The individual has a right not to offer consumer services to the general public, but once you take the endeavour to provide those consumer services the only way that it encroaches on the business owners right is when the owner choses to profess the withholding of services are based upon the demographic group that the consumer belongs to. The action, overt by the choice of the business owner, to choose to withhold while offending the perspective customer is impractical and unnecessary since the business owner could have simply stated “sorry, we aren't available that week, could I refer you to so-and-so they would be able to help you out.” Most of the readers of Reason.com will likely agree with the sentiment that Title II of the Civil Rights Act which bars discrimination within businesses that are available to the public is utterly irrational, but the social contract that provides government services to businesses implies that the businesses should be for the public that paid for the infrastructure the businesses utilize on a daily basis. Would it acceptable if businesses that did discriminate, that the local government would roll back the roads that lead to the business? To discriminate against counter parties that did business with the discriminating owner? If there is a right to discriminate then any business exercising that right would have a lot more to lose than just one gig for a betrothed couple that the business owner despised. You have a right not to participate in any market, but once you choose to enter said market it is no longer your right to discriminate; and once you do choose to infringe on the rights of individuals for simple practicality find any other excuse to withhold services or goods and return to under whatever bridge you come from. Every market relies upon public goods, and deny that fact is irrational and unreasonable.
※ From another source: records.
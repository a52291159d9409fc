//! Compiler diagnostics
//!
//! Every phase is fail-fast: the first error aborts the phase and propagates
//! to the caller as a [`Diagnostic`] carrying the phase tag, the source
//! position when one is known, and a human-readable message. Nothing is
//! printed from library code; the CLI decides how to render.

/// Which phase produced a diagnostic.
#[derive(Debug, Clone, Copy, PartialEq, Eq)]
pub enum Phase {
    Lexer,
    Parser,
    Symbols,
    Codegen,
    Assembler,
    Linker,
}

impl Phase {
    pub fn as_str(self) -> &'static str {
        match self {
            Phase::Lexer => "lexer",
            Phase::Parser => "parser",
            Phase::Symbols => "symbols",
            Phase::Codegen => "codegen",
            Phase::Assembler => "assembler",
            Phase::Linker => "linker",
        }
    }
}

/// A single compile error.
#[derive(Debug, Clone, PartialEq)]
pub struct Diagnostic {
    pub phase: Phase,
    /// 1-based source line, when known.
    pub line: Option<u32>,
    /// 1-based source column, when known.
    pub column: Option<u32>,
    pub message: String,
}

impl Diagnostic {
    pub fn lexer(line: u32, column: u32, message: impl Into<String>) -> Self {
        Diagnostic {
            phase: Phase::Lexer,
            line: Some(line),
            column: Some(column),
            message: message.into(),
        }
    }

    pub fn parser(line: u32, column: u32, message: impl Into<String>) -> Self {
        Diagnostic {
            phase: Phase::Parser,
            line: Some(line),
            column: Some(column),
            message: message.into(),
        }
    }

    pub fn symbols(line: u32, message: impl Into<String>) -> Self {
        Diagnostic {
            phase: Phase::Symbols,
            line: Some(line),
            column: None,
            message: message.into(),
        }
    }

    pub fn codegen(line: u32, message: impl Into<String>) -> Self {
        Diagnostic {
            phase: Phase::Codegen,
            line: Some(line),
            column: None,
            message: message.into(),
        }
    }

    pub fn assembler(message: impl Into<String>) -> Self {
        Diagnostic {
            phase: Phase::Assembler,
            line: None,
            column: None,
            message: message.into(),
        }
    }

    pub fn linker(message: impl Into<String>) -> Self {
        Diagnostic {
            phase: Phase::Linker,
            line: None,
            column: None,
            message: message.into(),
        }
    }

    /// Attach a phase-free context prefix, keeping position intact.
    pub fn with_context(mut self, context: &str) -> Self {
        self.message = format!("{}: {}", context, self.message);
        self
    }
}

impl std::fmt::Display for Diagnostic {
    fn fmt(&self, f: &mut std::fmt::Formatter<'_>) -> std::fmt::Result {
        match (self.line, self.column) {
            (Some(line), Some(col)) => {
                write!(f, "{} error at {}:{}: {}", self.phase.as_str(), line, col, self.message)
            }
            (Some(line), None) => {
                write!(f, "{} error at line {}: {}", self.phase.as_str(), line, self.message)
            }
            _ => write!(f, "{} error: {}", self.phase.as_str(), self.message),
        }
    }
}

impl std::error::Error for Diagnostic {}

#[cfg(test)]
mod tests {
    use super::*;

    #[test]
    fn test_display_with_position() {
        let d = Diagnostic::parser(3, 7, "unexpected token ';'");
        assert_eq!(d.to_string(), "parser error at 3:7: unexpected token ';'");
    }

    #[test]
    fn test_display_without_position() {
        let d = Diagnostic::linker("task 'main' names no programs");
        assert_eq!(d.to_string(), "linker error: task 'main' names no programs");
    }

    #[test]
    fn test_with_context() {
        let d = Diagnostic::assembler("unknown label 'loop_3'").with_context("FastLogic");
        assert_eq!(
            d.to_string(),
            "assembler error: FastLogic: unknown label 'loop_3'"
        );
    }
}
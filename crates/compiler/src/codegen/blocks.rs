//! Built-in function-block emitters
//!
//! Each emitter inlines one scan cycle of the block's behaviour against the
//! instance base address: named parameters are stored to their member slots
//! first, then the state machine runs over the stored members. Timers use
//! `GET_TICKS` (milliseconds since start) and keep their own start stamps.
//!
//! Stack discipline note: binary operators pop the top as the right operand,
//! so `LOAD32 ET / LOAD32 PT / GE` computes `ET >= PT`.

use super::CodeGen;
use crate::ast::{DataType, Expression};
use crate::builtins::{BuiltinFb, FbKind, FbMember, MemberRole, FIFO_CAPACITY, LIFO_CAPACITY};
use crate::error::Diagnostic;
In regards to Hobby Lobby, they are receiving tax credits (which they free are to reject) when they provide their employees with health-care insurance that happens to include birth control. If they were so adamant they would refuse the tax credits and pay for health insurance that did not include birth control (which would be difficult to find since birth control has such a great epidemiological benefit that any insurance company denying birth control would see their expenditures go up and so the market and reason has spoken and few health insurance policies are offered sans birth control at reasonable rates) as well as the difference in costs that are being set by the for-profit insurance companies. Hobby Lobby, while paying lip service to their right to principle, would rather bemoan their inability to access government services and benefits on their own terms. But when your cant stick to stated principles because inconvenience, and you would rather have them subsidized than pay the true costs of those principles they are no longer principles but just a hobby.